### About this exercise
All of the entries must be output exactly as they are.

+++ Dataset records

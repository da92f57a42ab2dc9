// src/preprocessing/mod.rs

//! Classical preprocessing: scan the text, digest every overlapping window,
//! and collect the index positions whose digest matches a target.
//!
//! The output is positional: `digests[i]` is the digest bit string of the
//! window starting at byte `i`. The set of matching index bit strings
//! (`valid_states`) is the ground truth the quantum oracle marks.

use crate::core::bits::format_bits;
use crate::core::QsError;
use crate::hashing::{compare_hash, make_hash};

/// Everything the quantum stages need, produced once per run and immutable
/// thereafter.
#[derive(Debug, Clone, PartialEq, Eq)]
pub struct Preprocessed {
    /// Index bit strings (width `n_qubits`) whose window digest matches a
    /// target digest.
    pub valid_states: Vec<String>,
    /// Number of overlapping windows, `text.len() - target_len + 1`.
    pub n_substr: usize,
    /// Index register width, `ceil(log2(n_substr))` with a floor of 1.
    pub n_qubits: usize,
    /// Digest bit string (width `hash_bits`) of every window, index-aligned
    /// with the window position.
    pub digests: Vec<String>,
    /// Digests of the matching windows, deduplicated in first-seen order.
    /// A duplicated entry would make the value oracle phase-flip the same
    /// pattern twice, cancelling the mark.
    pub marked_digests: Vec<String>,
}

/// Index register width for `n_substr` windows.
///
/// Not a power of two leaves `2^n_qubits - n_substr` dead index states;
/// they are never loaded and never marked. A single window still needs one
/// qubit to form a register.
pub fn compute_n_qubits(n_substr: usize) -> usize {
    if n_substr <= 2 {
        1
    } else {
        ((n_substr - 1).ilog2() + 1) as usize
    }
}

/// Digests every window of `input_text` and marks the positions matching
/// any of `search_values`.
///
/// All targets must share one length; a mismatch is a configuration error,
/// as is an empty target set or a text shorter than the targets.
pub fn classical_preprocessing(
    input_text: &str,
    search_values: &[&str],
    hash_bits: u32,
    prime_index: usize,
) -> Result<Preprocessed, QsError> {
    let Some(first) = search_values.first() else {
        return Err(QsError::Config {
            message: "at least one search value is required".to_string(),
        });
    };
    let substring_length = first.len();
    if substring_length == 0 {
        return Err(QsError::Config {
            message: "search values must be non-empty".to_string(),
        });
    }
    if let Some(bad) = search_values.iter().find(|v| v.len() != substring_length) {
        return Err(QsError::Config {
            message: format!(
                "all search values must share one length: {bad:?} has length {}, expected {substring_length}",
                bad.len()
            ),
        });
    }
    let text = input_text.as_bytes();
    if text.len() < substring_length {
        return Err(QsError::Config {
            message: format!(
                "input text ({} bytes) is shorter than the search values ({substring_length} bytes)",
                text.len()
            ),
        });
    }

    let n_substr = text.len() - substring_length + 1;
    let n_qubits = compute_n_qubits(n_substr);

    let mut valid_states = Vec::new();
    let mut digests = Vec::with_capacity(n_substr);
    let mut marked_digests: Vec<String> = Vec::new();

    for (i, window) in text.windows(substring_length).enumerate() {
        let digest = make_hash(window, hash_bits, prime_index)?;
        let digest_bits = format_bits(digest, hash_bits as usize);
        let mut matched = false;
        for value in search_values {
            if compare_hash(window, value.as_bytes(), hash_bits, prime_index)? {
                matched = true;
                break;
            }
        }
        if matched {
            valid_states.push(format_bits(i as u64, n_qubits));
            if !marked_digests.contains(&digest_bits) {
                marked_digests.push(digest_bits.clone());
            }
        }
        digests.push(digest_bits);
    }

    Ok(Preprocessed {
        valid_states,
        n_substr,
        n_qubits,
        digests,
        marked_digests,
    })
}

#[cfg(test)]
mod tests {
    use super::*;

    #[test]
    fn qubit_count_covers_the_index_space() {
        assert_eq!(compute_n_qubits(1), 1);
        assert_eq!(compute_n_qubits(2), 1);
        assert_eq!(compute_n_qubits(8), 3);
        assert_eq!(compute_n_qubits(9), 4);
        assert_eq!(compute_n_qubits(22), 5);
    }

    #[test]
    fn mismatched_target_lengths_are_a_config_error() {
        let err = classical_preprocessing("abcdef", &["ab", "abc"], 8, 1).unwrap_err();
        assert!(matches!(err, QsError::Config { .. }));
    }

    #[test]
    fn empty_target_set_is_a_config_error() {
        assert!(classical_preprocessing("abcdef", &[], 8, 1).is_err());
    }

    #[test]
    fn text_shorter_than_target_is_a_config_error() {
        assert!(classical_preprocessing("ab", &["abc"], 8, 1).is_err());
    }

    #[test]
    fn digests_are_index_aligned_with_windows() -> Result<(), QsError> {
        let pre = classical_preprocessing("abcd", &["bc"], 8, 1)?;
        assert_eq!(pre.n_substr, 3);
        assert_eq!(pre.digests.len(), 3);
        for (i, digest) in pre.digests.iter().enumerate() {
            let window = &b"abcd"[i..i + 2];
            let expected = format_bits(make_hash(window, 8, 1)?, 8);
            assert_eq!(digest, &expected);
        }
        Ok(())
    }

    #[test]
    fn duplicate_matches_keep_one_marked_digest() -> Result<(), QsError> {
        // Windows "aa" (0), "xa" (2) and "aa" (3) all share a digest: with
        // an 8-bit fold only the final byte survives, so "xa" collides with
        // "aa". Three valid index states, one marked digest.
        let pre = classical_preprocessing("aaxaa", &["aa"], 8, 1)?;
        assert_eq!(
            pre.valid_states,
            vec!["00".to_string(), "10".to_string(), "11".to_string()]
        );
        assert_eq!(pre.marked_digests.len(), 1);
        Ok(())
    }
}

++++++

### Output below
repository da92f57a42ab2dc9
// src/preprocessing/mod.rs

//! Classical preprocessing: scan the text, digest every overlapping window,
//! and collect the index positions whose digest matches a target.
//!
//! The output is positional: `digests[i]` is the digest bit string of the
//! window starting at byte `i`. The set of matching index bit strings
//! (`valid_states`) is the ground truth the quantum oracle marks.

use crate::core::bits::format_bits;
use crate::core::QsError;
use crate::hashing::{compare_hash, make_hash};

/// Everything the quantum stages need, produced once per run and immutable
/// thereafter.
#[derive(Debug, Clone, PartialEq, Eq)]
pub struct Preprocessed {
    /// Index bit strings (width `n_qubits`) whose window digest matches a
    /// target digest.
    pub valid_states: Vec<String>,
    /// Number of overlapping windows, `text.len() - target_len + 1`.
    pub n_substr: usize,
    /// Index register width, `ceil(log2(n_substr))` with a floor of 1.
    pub n_qubits: usize,
    /// Digest bit string (width `hash_bits`) of every window, index-aligned
    /// with the window position.
    pub digests: Vec<String>,
    /// Digests of the matching windows, deduplicated in first-seen order.
    /// A duplicated entry would make the value oracle phase-flip the same
    /// pattern twice, cancelling the mark.
    pub marked_digests: Vec<String>,
}

/// Index register width for `n_substr` windows.
///
/// Not a power of two leaves `2^n_qubits - n_substr` dead index states;
/// they are never loaded and never marked. A single window still needs one
/// qubit to form a register.
pub fn compute_n_qubits(n_substr: usize) -> usize {
    if n_substr <= 2 {
        1
    } else {
        ((n_substr - 1).ilog2() + 1) as usize
    }
}

/// Digests every window of `input_text` and marks the positions matching
/// any of `search_values`.
///
/// All targets must share one length; a mismatch is a configuration error,
/// as is an empty target set or a text shorter than the targets.
pub fn classical_preprocessing(
    input_text: &str,
    search_values: &[&str],
    hash_bits: u32,
    prime_index: usize,
) -> Result<Preprocessed, QsError> {
    let Some(first) = search_values.first() else {
        return Err(QsError::Config {
            message: "at least one search value is required".to_string(),
        });
    };
    let substring_length = first.len();
    if substring_length == 0 {
        return Err(QsError::Config {
            message: "search values must be non-empty".to_string(),
        });
    }
    if let Some(bad) = search_values.iter().find(|v| v.len() != substring_length) {
        return Err(QsError::Config {
            message: format!(
                "all search values must share one length: {bad:?} has length {}, expected {substring_length}",
                bad.len()
            ),
        });
    }
    let text = input_text.as_bytes();
    if text.len() < substring_length {
        return Err(QsError::Config {
            message: format!(
                "input text ({} bytes) is shorter than the search values ({substring_length} bytes)",
                text.len()
            ),
        });
    }

    let n_substr = text.len() - substring_length + 1;
    let n_qubits = compute_n_qubits(n_substr);

    let mut valid_states = Vec::new();
    let mut digests = Vec::with_capacity(n_substr);
    let mut marked_digests: Vec<String> = Vec::new();

    for (i, window) in text.windows(substring_length).enumerate() {
        let digest = make_hash(window, hash_bits, prime_index)?;
        let digest_bits = format_bits(digest, hash_bits as usize);
        let mut matched = false;
        for value in search_values {
            if compare_hash(window, value.as_bytes(), hash_bits, prime_index)? {
                matched = true;
                break;
            }
        }
        if matched {
            valid_states.push(format_bits(i as u64, n_qubits));
            if !marked_digests.contains(&digest_bits) {
                marked_digests.push(digest_bits.clone());
            }
        }
        digests.push(digest_bits);
    }

    Ok(Preprocessed {
        valid_states,
        n_substr,
        n_qubits,
        digests,
        marked_digests,
    })
}

#[cfg(test)]
mod tests {
    use super::*;

    #[test]
    fn qubit_count_covers_the_index_space() {
        assert_eq!(compute_n_qubits(1), 1);
        assert_eq!(compute_n_qubits(2), 1);
        assert_eq!(compute_n_qubits(8), 3);
        assert_eq!(compute_n_qubits(9), 4);
        assert_eq!(compute_n_qubits(22), 5);
    }

    #[test]
    fn mismatched_target_lengths_are_a_config_error() {
        let err = classical_preprocessing("abcdef", &["ab", "abc"], 8, 1).unwrap_err();
        assert!(matches!(err, QsError::Config { .. }));
    }

    #[test]
    fn empty_target_set_is_a_config_error() {
        assert!(classical_preprocessing("abcdef", &[], 8, 1).is_err());
    }

    #[test]
    fn text_shorter_than_target_is_a_config_error() {
        assert!(classical_preprocessing("ab", &["abc"], 8, 1).is_err());
    }

    #[test]
    fn digests_are_index_aligned_with_windows() -> Result<(), QsError> {
        let pre = classical_preprocessing("abcd", &["bc"], 8, 1)?;
        assert_eq!(pre.n_substr, 3);
        assert_eq!(pre.digests.len(), 3);
        for (i, digest) in pre.digests.iter().enumerate() {
            let window = &b"abcd"[i..i + 2];
            let expected = format_bits(make_hash(window, 8, 1)?, 8);
            assert_eq!(digest, &expected);
        }
        Ok(())
    }

    #[test]
    fn duplicate_matches_keep_one_marked_digest() -> Result<(), QsError> {
        // Windows "aa" (0), "xa" (2) and "aa" (3) all share a digest: with
        // an 8-bit fold only the final byte survives, so "xa" collides with
        // "aa". Three valid index states, one marked digest.
        let pre = classical_preprocessing("aaxaa", &["aa"], 8, 1)?;
        assert_eq!(
            pre.valid_states,
            vec!["00".to_string(), "10".to_string(), "11".to_string()]
        );
        assert_eq!(pre.marked_digests.len(), 1);
        Ok(())
    }
}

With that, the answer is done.